A purchasing cooperative is a type of cooperative arrangement, often among businesses, to agree to aggregate demand to get lower prices from selected suppliers. Retailers' cooperatives are a form of purchasing cooperative. It is often used by government agencies to reduce costs of procurement.
Purchasing Cooperatives are used most frequently by governmental entities, since they are required to follow laws requiring competitive bidding above certain thresholds.

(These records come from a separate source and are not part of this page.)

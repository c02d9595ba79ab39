mod config;
mod input;
mod scanner;
mod view;

use std::{path::PathBuf, sync::Arc};

use anyhow::{Context, Result};
use checkin_core::{
    AttendanceBackend, Download, HttpAttendanceClient, UiEvent, WorkflowController,
};
use clap::{Parser, Subcommand};
use shared::domain::TeamId;
use tokio::{
    io::{AsyncBufReadExt, BufReader},
    sync::mpsc,
};
use tokio_stream::{wrappers::LinesStream, StreamExt};
use tracing::{info, warn};
use tracing_subscriber::EnvFilter;

use crate::{
    config::Settings,
    input::Input,
    scanner::LineScanner,
    view::TerminalView,
};

#[derive(Parser, Debug)]
#[command(name = "checkin", about = "Attendance check-in desk")]
struct Cli {
    /// Backend base URL; overrides the config file and environment.
    #[arg(long)]
    server_url: Option<String>,
    #[arg(long)]
    config: Option<PathBuf>,
    #[command(subcommand)]
    command: Option<Command>,
}

#[derive(Subcommand, Debug)]
enum Command {
    /// Scan, review and submit teams until stdin closes.
    Run,
    /// Print attendance totals.
    Stats,
    /// Print one team's roster without starting the scanner.
    Lookup { team_id: String },
    /// Save one team's printable QR code.
    Qr {
        team_id: String,
        /// Defaults to the name the server suggests.
        #[arg(long)]
        out: Option<PathBuf>,
    },
    /// Save every team's QR code as a zip archive.
    ExportQrs {
        #[arg(long)]
        out: Option<PathBuf>,
    },
    /// Save the PDF event report.
    Report {
        #[arg(long)]
        out: Option<PathBuf>,
    },
}

#[tokio::main]
async fn main() -> Result<()> {
    tracing_subscriber::fmt()
        .with_env_filter(
            EnvFilter::try_from_default_env().unwrap_or_else(|_| EnvFilter::new("info")),
        )
        .with_writer(std::io::stderr)
        .init();
    let cli = Cli::parse();

    let mut settings = config::load_settings(cli.config.as_deref())?;
    if let Some(server_url) = cli.server_url {
        settings.server_url = server_url;
    }
    config::validate_server_url(&settings.server_url)?;

    let client = HttpAttendanceClient::new(&settings.server_url, settings.request_timeout)
        .context("failed to build backend client")?;
    info!(server_url = %client.base_url(), "backend configured");

    match cli.command.unwrap_or(Command::Run) {
        Command::Run => run_desk(client, &settings).await,
        Command::Stats => {
            let stats = client.fetch_stats().await?;
            println!("check-in:  {}", stats.check_in);
            println!("snacks:    {}", stats.snacks);
            println!("dinner:    {}", stats.dinner);
            println!("check-out: {}", stats.check_out);
            Ok(())
        }
        Command::Lookup { team_id } => {
            let details = client.fetch_team(&TeamId::new(team_id)).await?;
            for line in view::render_details(&details) {
                println!("{line}");
            }
            Ok(())
        }
        Command::Qr { team_id, out } => {
            let fallback = format!("{team_id}.png");
            let download = client.download_team_qr(&TeamId::new(team_id)).await?;
            save_download(download, out, &fallback).await
        }
        Command::ExportQrs { out } => {
            let download = client.export_qrs().await?;
            save_download(download, out, "All_QRs.zip").await
        }
        Command::Report { out } => {
            let download = client.event_report().await?;
            save_download(download, out, "event_report.pdf").await
        }
    }
}

async fn save_download(download: Download, out: Option<PathBuf>, fallback: &str) -> Result<()> {
    let path = out
        .unwrap_or_else(|| PathBuf::from(download.file_name.as_deref().unwrap_or(fallback)));
    tokio::fs::write(&path, &download.bytes)
        .await
        .with_context(|| format!("failed to write '{}'", path.display()))?;
    println!("saved {} ({} bytes)", path.display(), download.bytes.len());
    Ok(())
}

async fn run_desk(client: HttpAttendanceClient, settings: &Settings) -> Result<()> {
    let scanner = LineScanner::default();
    let (ui_tx, mut ui_rx) = mpsc::unbounded_channel::<UiEvent>();
    let (controller, handle) = WorkflowController::new(
        Arc::new(client),
        Arc::new(scanner.clone()),
        settings.workflow(),
        ui_tx,
    );
    let controller_task = tokio::spawn(controller.run());

    let mut view = TerminalView::default();
    let mut stdin = LinesStream::new(BufReader::new(tokio::io::stdin()).lines());
    let mut stdin_open = true;

    loop {
        tokio::select! {
            event = ui_rx.recv() => {
                let Some(event) = event else {
                    break;
                };
                for line in view.apply(event) {
                    println!("{line}");
                }
            }
            line = stdin.next(), if stdin_open => {
                let line = match line {
                    Some(Ok(line)) => line,
                    Some(Err(err)) => {
                        warn!(error = %err, "stdin read failed");
                        stdin_open = false;
                        handle.shutdown();
                        continue;
                    }
                    None => {
                        stdin_open = false;
                        handle.shutdown();
                        continue;
                    }
                };
                let line = line.trim();
                if line.is_empty() {
                    continue;
                }

                if scanner.is_active() && !input::is_global(line) {
                    if !scanner.deliver(line) {
                        warn!("scanner is busy; scan dropped");
                    }
                    continue;
                }

                match input::parse(line) {
                    Ok(Input::Quit) => {
                        stdin_open = false;
                        handle.shutdown();
                    }
                    Ok(Input::Help) => println!("{}", input::HELP),
                    Ok(Input::Show) => {
                        for line in view.render_table() {
                            println!("{line}");
                        }
                    }
                    Ok(Input::Workflow(cmd)) => {
                        if !handle.dispatch(cmd) {
                            break;
                        }
                    }
                    Err(message) => println!("{message}"),
                }
            }
        }
    }

    controller_task
        .await
        .context("workflow controller task failed")?;
    Ok(())
}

Counties, municipalities, schools, colleges and universities in the majority of states can sign an interlocal agreement or contract that allows them to legally use a contract that was procured by another governmental entity.
An example of this is Harris County Department of Education,[1] a governmental organization with three procurement cooperatives: Choice Facility Partners, a facility services cooperative[2] the Gulf Coast Cooperative, a food cooperative primarily serving schools; and the HCDE Purchasing Cooperative, offering more than 275 vendor contracts for commodities.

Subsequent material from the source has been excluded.